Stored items
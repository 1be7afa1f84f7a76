//! The mapping index: two concurrent views over the accepted mapping
//! documents, kept consistent under hot-reload while sync traffic flows.
//!
//! - `by_name` maps a document name to its config (admin lookups),
//! - `by_route` maps a composite routing key to the configs that apply to
//!   events carrying that identity (dispatch lookups). The inner map is
//!   keyed by document name, so several documents may target the same
//!   (destination, database, table) under different group labels.
//!
//! Both views are owned exclusively by [`MappingIndex`]; all mutation goes
//! through [`insert`](MappingIndex::insert), [`upsert`](MappingIndex::upsert)
//! and [`remove`](MappingIndex::remove). Each operation is individually
//! atomic at the container level; a reader racing a mutation may observe the
//! two views momentarily out of step, but never a partially-built config
//! (values are immutable `Arc`s, replaced whole).

use crate::config::TransportMode;
use crate::error::{AdapterError, Result};
use crate::mapping::MappingConfig;
use crate::traits::NameRegistry;
use dashmap::DashMap;
use std::sync::Arc;
use tracing::debug;

/// Build the composite routing key for one (destination, group, database,
/// table) identity.
///
/// Tcp deployments do not carry consumer groups, so the group label is left
/// out of the key there; in every other mode it participates. All fields are
/// trimmed; absent values are the empty string.
pub fn routing_key(
    mode: TransportMode,
    destination: &str,
    group_id: &str,
    database: &str,
    table: &str,
) -> String {
    let destination = destination.trim();
    let group_id = group_id.trim();
    let database = database.trim();
    let table = table.trim();
    if mode.is_tcp() {
        format!("{destination}_{database}-{table}")
    } else {
        format!("{destination}-{group_id}_{database}-{table}")
    }
}

/// Concurrent index of the mapping documents accepted by one adapter
/// instance
pub struct MappingIndex {
    adapter_type: &'static str,
    instance_key: String,
    mode: TransportMode,
    by_name: DashMap<String, Arc<MappingConfig>>,
    by_route: DashMap<String, DashMap<String, Arc<MappingConfig>>>,
    registry: Arc<dyn NameRegistry>,
}

impl MappingIndex {
    /// Create an empty index for one adapter instance.
    ///
    /// `adapter_type` is the explicit tag under which documents are
    /// registered with the name registry.
    pub fn new(
        adapter_type: &'static str,
        instance_key: impl Into<String>,
        mode: TransportMode,
        registry: Arc<dyn NameRegistry>,
    ) -> Self {
        Self {
            adapter_type,
            instance_key: instance_key.into(),
            mode,
            by_name: DashMap::new(),
            by_route: DashMap::new(),
            registry,
        }
    }

    /// The instance key documents are matched against
    pub fn instance_key(&self) -> &str {
        &self.instance_key
    }

    /// The transport mode routing keys are built for
    pub fn mode(&self) -> TransportMode {
        self.mode
    }

    /// Number of active documents
    pub fn len(&self) -> usize {
        self.by_name.len()
    }

    /// Whether the index holds no documents
    pub fn is_empty(&self) -> bool {
        self.by_name.is_empty()
    }

    fn key_of(&self, config: &MappingConfig) -> String {
        routing_key(
            self.mode,
            &config.destination,
            config.group(),
            &config.mapping.database,
            &config.mapping.table,
        )
    }

    /// Insert a document if it is addressed to this instance.
    ///
    /// Returns whether insertion occurred; documents addressed elsewhere are
    /// dropped silently. On success the document is registered with the name
    /// registry under this instance's key.
    pub fn insert(&self, document_name: &str, mut config: MappingConfig) -> bool {
        if !config.accepted_by(&self.instance_key) {
            debug!(
                document = document_name,
                instance = %self.instance_key,
                "mapping document not addressed to this instance, dropped"
            );
            return false;
        }
        config.document_name = document_name.to_string();
        let config = Arc::new(config);
        self.by_name
            .insert(document_name.to_string(), Arc::clone(&config));
        self.route_in(document_name, &config);
        self.registry
            .register(self.adapter_type, document_name, &self.instance_key);
        debug!(document = document_name, "mapping document indexed");
        true
    }

    /// Replace a document, re-deriving its routing-key membership.
    ///
    /// Fails when the new document declares an owner other than this
    /// instance; the index is left unchanged in that case. Ownership is
    /// compared exactly, unlike acceptance. A document whose routing fields
    /// changed is removed from its previous route bucket.
    pub fn upsert(&self, document_name: &str, mut config: MappingConfig) -> Result<()> {
        if let Some(key) = config.outer_adapter_key.as_deref() {
            if key != self.instance_key {
                return Err(AdapterError::ownership(document_name));
            }
        }
        config.document_name = document_name.to_string();
        let config = Arc::new(config);
        let previous = self
            .by_name
            .insert(document_name.to_string(), Arc::clone(&config));
        let new_key = self.key_of(&config);
        self.route_in(document_name, &config);
        if let Some(previous) = previous {
            let old_key = self.key_of(&previous);
            if old_key != new_key {
                if let Some(bucket) = self.by_route.get(&old_key) {
                    bucket.remove(document_name);
                }
                debug!(
                    document = document_name,
                    old_key = %old_key,
                    new_key = %new_key,
                    "mapping document re-keyed"
                );
            }
        }
        Ok(())
    }

    /// Remove a document from both views and unregister it.
    ///
    /// Removing an unknown name is a no-op. The route-side removal scans
    /// every bucket; the key used at insert time is not retained separately.
    pub fn remove(&self, document_name: &str) {
        self.by_name.remove(document_name);
        for bucket in self.by_route.iter() {
            bucket.value().remove(document_name);
        }
        self.registry.unregister(self.adapter_type, document_name);
        debug!(document = document_name, "mapping document removed");
    }

    /// Config loaded under `document_name`, if any
    pub fn get(&self, document_name: &str) -> Option<Arc<MappingConfig>> {
        self.by_name.get(document_name).map(|e| Arc::clone(e.value()))
    }

    /// Configs in the route bucket for `key`.
    ///
    /// `None` when no bucket exists for the key; `Some` with an empty vec
    /// when a bucket exists but holds no documents (every document was
    /// removed from it). Dispatch treats the two differently.
    pub fn route(&self, key: &str) -> Option<Vec<Arc<MappingConfig>>> {
        self.by_route
            .get(key)
            .map(|bucket| bucket.iter().map(|e| Arc::clone(e.value())).collect())
    }

    /// All active configs, in no particular order
    pub fn configs(&self) -> Vec<Arc<MappingConfig>> {
        self.by_name.iter().map(|e| Arc::clone(e.value())).collect()
    }

    fn route_in(&self, document_name: &str, config: &Arc<MappingConfig>) {
        let key = self.key_of(config);
        self.by_route
            .entry(key)
            .or_default()
            .insert(document_name.to_string(), Arc::clone(config));
    }
}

=== REQUIRED ACTION ===
The answer is every line in the data where the word "clone" appears.

=== TASK SOLUTION ===
            .insert(document_name.to_string(), Arc::clone(&config));
            .insert(document_name.to_string(), Arc::clone(&config));
        self.by_name.get(document_name).map(|e| Arc::clone(e.value()))
            .map(|bucket| bucket.iter().map(|e| Arc::clone(e.value())).collect())
        self.by_name.iter().map(|e| Arc::clone(e.value())).collect()
            .insert(document_name.to_string(), Arc::clone(config));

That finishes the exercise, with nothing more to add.